Movies with titles like "Lesbian Lolita" and "Playgirls," featuring explicit and sometimes acrobatic sex, flickered across a screen yesterday before five Fairfax County civic association members and four local Baptist churchgoers.

The nine did not flinch. Two yawned. Another, a young college student, began balancing her checkbook during the 1 1/2 hours it took to show the home-movie quality films in a darkened courtroom at Fairfax County General District Court.

All nine had volunterred to view the eight nine-minute films confiscated from 25-cent peep shows at Crotan Books Inc., an adult bookstore at 8653 Richmond Hwy. The store was charged with eight counts of renting obscene films, and the nine persons were ready to testify that those films violated their community standards of decency and were therefore obscene.

"I think sex is just like sod," said volunteer Jacqueline Wells after viewing the films. "It's okay on the lawn, but when you bring it in and throw it on the living room floor, it's dirt, filth. There's a place for everything.

"We didn't (watch the films) because we enjoyed it, that's for sure," Wells said.

Fairfax County Commonwealth's Attorney Robert F. Horan Jr., in a continuing attempt to rid the county of adult book stores and movies, had charged the store corporation rather than an individual in order to strike at the financial source of the business, he said.

"The name of the game when you're talking about obscene material is money," Horan said in court yesterday. "You have to take the economic profit out of their activities. It's hard core pornoraphy for economic gain."

To convict an individual or corporation under Virginia's obscenity statute, it must be proven that the material violates a particular community's standards using guidelines set by the U.S. Supreme Court.

Taking the material as a whole, it must appeal to prurient interests, be patently offensive to the community and be without literary, artistic, political or scientific value to be deemed obscene.

But controversy usually arises in obscenity cases over what is considered a community, what its standards are and who is qualified to determine those standards.

In yesterday's case, four volunteers were from the Engleside Baptist Church in Mount Vernon and five were from local civic associations. Many of the nine have been in regular contact with police on the adult bookstore problem and were asked by police to testify.

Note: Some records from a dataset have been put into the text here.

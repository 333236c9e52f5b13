use crate::{Error, Result, Value};
use rust_decimal::Decimal;
use std::any;
use time::{Date, OffsetDateTime, PrimitiveDateTime, Time};
use uuid::Uuid;

/// Conversion between native Rust types and the dynamically typed [`Value`].
///
/// This is the typed half of every column accessor: the schema reads a field as `T`, turns it
/// into a [`Value`] for the driver and converts the driver [`Value`] back into `T` on the way in.
///
/// # Examples
/// ```rust
/// use keel_core::{AsValue, Value};
/// let v = 42i32.as_value();
/// assert!(matches!(v, Value::Int32(Some(42))));
/// let n: i64 = AsValue::try_from_value(v).unwrap();
/// assert_eq!(n, 42);
/// ```
pub trait AsValue {
    /// The `NULL` variant of this type, used as the column type prototype.
    fn as_empty_value() -> Value;
    /// Convert this value into its owned [`Value`] representation.
    fn as_value(self) -> Value;
    /// Attempt to convert a dynamic [`Value`] into `Self`.
    ///
    /// Accepts the canonical variant of the type and, for integers, any other integer width
    /// whose value fits. `NULL` is only accepted by `Option<T>`.
    fn try_from_value(value: Value) -> Result<Self>
    where
        Self: Sized;
}

impl<T: AsValue> From<T> for Value {
    fn from(value: T) -> Self {
        value.as_value()
    }
}

impl From<&'static str> for Value {
    fn from(value: &'static str) -> Self {
        Value::Varchar(Some(value.into()))
    }
}

fn mismatch<T>(value: &Value) -> Error {
    if value.is_null() {
        Error::msg(format!(
            "Cannot convert NULL to {}, use Option<{}> for nullable columns",
            any::type_name::<T>(),
            any::type_name::<T>(),
        ))
    } else {
        Error::msg(format!(
            "Cannot convert {:?} to {}",
            value,
            any::type_name::<T>()
        ))
    }
}

macro_rules! impl_as_value {
    ($source:ty, $destination:path) => {
        impl AsValue for $source {
            fn as_empty_value() -> Value {
                $destination(None)
            }
            fn as_value(self) -> Value {
                $destination(Some(self))
            }
            fn try_from_value(value: Value) -> Result<Self> {
                match value {
                    $destination(Some(v)) => Ok(v),
                    _ => Err(mismatch::<Self>(&value)),
                }
            }
        }
    };
}

macro_rules! impl_as_value_integer {
    ($source:ty, $destination:path) => {
        impl AsValue for $source {
            fn as_empty_value() -> Value {
                $destination(None)
            }
            fn as_value(self) -> Value {
                $destination(Some(self))
            }
            fn try_from_value(value: Value) -> Result<Self> {
                #[allow(unreachable_patterns)]
                let converted = match value {
                    $destination(Some(v)) => return Ok(v),
                    Value::Int16(Some(v)) => <$source>::try_from(v).ok(),
                    Value::Int32(Some(v)) => <$source>::try_from(v).ok(),
                    Value::Int64(Some(v)) => <$source>::try_from(v).ok(),
                    _ => return Err(mismatch::<Self>(&value)),
                };
                converted.ok_or_else(|| {
                    Error::msg(format!(
                        "Value {} is out of range for {}",
                        value,
                        any::type_name::<Self>(),
                    ))
                })
            }
        }
    };
}

impl_as_value!(bool, Value::Boolean);
impl_as_value_integer!(i16, Value::Int16);
impl_as_value_integer!(i32, Value::Int32);
impl_as_value_integer!(i64, Value::Int64);
impl_as_value!(f32, Value::Float32);
impl_as_value!(Decimal, Value::Decimal);
impl_as_value!(String, Value::Varchar);
impl_as_value!(Date, Value::Date);
impl_as_value!(Time, Value::Time);
impl_as_value!(PrimitiveDateTime, Value::Timestamp);
impl_as_value!(OffsetDateTime, Value::TimestampWithTimezone);
impl_as_value!(Uuid, Value::Uuid);

impl AsValue for f64 {
    fn as_empty_value() -> Value {
        Value::Float64(None)
    }
    fn as_value(self) -> Value {
        Value::Float64(Some(self))
    }
    fn try_from_value(value: Value) -> Result<Self> {
        match value {
            Value::Float64(Some(v)) => Ok(v),
            Value::Float32(Some(v)) => Ok(v.into()),
            _ => Err(mismatch::<Self>(&value)),
        }
    }
}

impl AsValue for Vec<u8> {
    fn as_empty_value() -> Value {
        Value::Blob(None)
    }
    fn as_value(self) -> Value {
        Value::Blob(Some(self.into_boxed_slice()))
    }
    fn try_from_value(value: Value) -> Result<Self> {
        match value {
            Value::Blob(Some(v)) => Ok(v.into_vec()),
            _ => Err(mismatch::<Self>(&value)),
        }
    }
}

impl<T: AsValue> AsValue for Option<T> {
    fn as_empty_value() -> Value {
        T::as_empty_value()
    }
    fn as_value(self) -> Value {
        match self {
            Some(v) => v.as_value(),
            None => T::as_empty_value(),
        }
    }
    fn try_from_value(value: Value) -> Result<Self> {
        if value.is_null() {
            return Ok(None);
        }
        T::try_from_value(value).map(Some)
    }
}

impl<T: AsValue> AsValue for Box<T> {
    fn as_empty_value() -> Value {
        T::as_empty_value()
    }
    fn as_value(self) -> Value {
        (*self).as_value()
    }
    fn try_from_value(value: Value) -> Result<Self> {
        T::try_from_value(value).map(Box::new)
    }
}
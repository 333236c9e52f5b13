#![allow(dead_code)]

use keel::Record;

#[derive(Record)]
#[keel(table = "people")]
struct Person {
    #[keel(column = "id", primary_key, unique)]
    id: i64,
}

fn main() {}
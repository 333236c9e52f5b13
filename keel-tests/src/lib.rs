mod people;
mod tags;
mod values;

use keel::Engine;
use log::LevelFilter;
use std::env;

pub use people::{AGE_AT_LEAST, AGE_BELOW, Person};
pub use tags::Tag;
pub use values::Sample;

pub fn init_logs() {
    let mut logger = env_logger::builder();
    logger
        .is_test(true)
        .format_file(true)
        .format_line_number(true);
    if env::var("RUST_LOG").is_err() {
        logger.filter_level(LevelFilter::Warn);
    }
    let _ = logger.try_init();
}

/// Run every scenario against the driver of `engine`.
///
/// The tables `people`, `samples` and `tags` must exist, the where clauses [`AGE_BELOW`] and
/// [`AGE_AT_LEAST`] must be understood by the driver.
pub async fn execute_tests(engine: &Engine) {
    people::people(engine).await;
    values::values(engine).await;
    tags::tags(engine).await;
}

#[macro_export]
macro_rules! silent_logs {
    ($($code:tt)+) => {{
        let level = log::max_level();
        log::set_max_level(log::LevelFilter::Off);
        $($code)+
        log::set_max_level(level);
    }};
}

What about those who may have different attitudes about obscenity and weren't asked by police to testify about community standards? Horan was asked by a reporter outside the courtroom.

"So?" the prosecutor replied. He said the volunteers accurately represented a cross-section of the community around the bookstore.

During yesterday's trial, Stanley M. Dietz, Crotan's attorney, argued that "nothing was depicted in those films that doesn't go on in the modern family's bedroom. In all goes back to your individual taste." Dietz said he had successfully defended Crotan in Fairfax twice, before.

The films themselves are vitually without plot. Some are so dark and crowded with participants that it is difficult to tell what is going on, but they show a wide variety of sexual activities.

Horan asked only one of the volunteers to testify: Donald Dinger, 41, am active member of the Mount Vernon High School PTA and founder of the Mount Vernon Civic Association.

Under Horan's questioning, Dinger said he had discussed community standards with friends - particularly the effects of movies on children. He said he had also attended an X-rated movie, "Misty Beethoven," which he said has been playing in his neighborhood 43 weeks, to help determine what his community's standards are.

Dietz objected to Dinger's testimony, arguing that he could not qualify as an expert on community standards. "Just because he's talked to his friends doesn't qualify him, just his little circle of friends," he argued.

Judge Robert M. Hurst overruled the objection and said, "Without me knowing what the community standards are, I can't apply them."

Dinger said that to the average person in his community the films "definitely" would show a shameful and morbid interest in sex, depict sexual conduct in a patently offensive way and go beyond the customary limits of candor in describing sex.

Judge Hurst found Crotan Books guilty on all eight counts and sentenced the corporation to the maximum fine of $1,000 for each offense.

Dietz said the fine would hurt Crotan. He said he will appeal the decision in a Circuit Court jury trial in the belief that juries are usually more favorable toward book stores than judges.